═══ Records provided

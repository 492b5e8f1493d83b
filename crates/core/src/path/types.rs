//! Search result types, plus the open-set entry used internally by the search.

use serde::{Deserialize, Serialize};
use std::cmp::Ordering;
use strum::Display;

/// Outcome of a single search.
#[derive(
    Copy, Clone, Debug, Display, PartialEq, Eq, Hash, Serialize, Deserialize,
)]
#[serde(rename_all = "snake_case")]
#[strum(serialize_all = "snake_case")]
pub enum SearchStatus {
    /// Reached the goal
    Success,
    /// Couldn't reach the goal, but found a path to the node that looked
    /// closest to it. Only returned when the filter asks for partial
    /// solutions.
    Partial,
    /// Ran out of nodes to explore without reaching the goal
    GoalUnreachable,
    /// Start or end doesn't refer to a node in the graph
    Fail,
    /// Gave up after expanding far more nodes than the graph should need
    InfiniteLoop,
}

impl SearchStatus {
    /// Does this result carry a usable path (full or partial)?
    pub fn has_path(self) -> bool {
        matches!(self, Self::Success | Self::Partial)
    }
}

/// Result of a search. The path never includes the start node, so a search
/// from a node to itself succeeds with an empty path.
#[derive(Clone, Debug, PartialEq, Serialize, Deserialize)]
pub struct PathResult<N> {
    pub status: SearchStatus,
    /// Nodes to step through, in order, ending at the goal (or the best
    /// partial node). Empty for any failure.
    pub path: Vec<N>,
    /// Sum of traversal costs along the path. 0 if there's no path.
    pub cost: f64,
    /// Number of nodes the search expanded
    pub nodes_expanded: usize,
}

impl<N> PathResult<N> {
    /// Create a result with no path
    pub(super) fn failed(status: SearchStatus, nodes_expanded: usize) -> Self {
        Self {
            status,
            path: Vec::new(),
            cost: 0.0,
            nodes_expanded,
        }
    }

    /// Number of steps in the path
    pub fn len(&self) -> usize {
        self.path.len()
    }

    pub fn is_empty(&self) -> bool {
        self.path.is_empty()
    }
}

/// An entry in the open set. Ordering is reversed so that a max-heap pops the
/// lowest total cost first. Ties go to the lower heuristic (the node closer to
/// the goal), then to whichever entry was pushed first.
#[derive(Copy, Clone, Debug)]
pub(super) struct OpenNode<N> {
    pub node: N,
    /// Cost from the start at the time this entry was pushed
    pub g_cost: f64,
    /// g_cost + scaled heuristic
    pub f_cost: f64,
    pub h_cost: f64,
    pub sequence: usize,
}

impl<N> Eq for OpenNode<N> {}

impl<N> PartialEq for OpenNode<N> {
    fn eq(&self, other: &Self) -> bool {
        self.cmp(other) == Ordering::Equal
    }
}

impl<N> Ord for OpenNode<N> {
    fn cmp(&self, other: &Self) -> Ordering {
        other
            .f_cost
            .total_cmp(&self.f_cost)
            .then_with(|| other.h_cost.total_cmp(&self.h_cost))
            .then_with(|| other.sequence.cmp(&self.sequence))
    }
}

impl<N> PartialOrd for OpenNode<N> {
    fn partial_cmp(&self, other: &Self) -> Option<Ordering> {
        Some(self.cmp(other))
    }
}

══════

Your assignment. Scan the material above and copy every line that holds the string "first".

Solution.
/// lowest total cost first. Ties go to the lower heuristic (the node closer to
/// the goal), then to whichever entry was pushed first.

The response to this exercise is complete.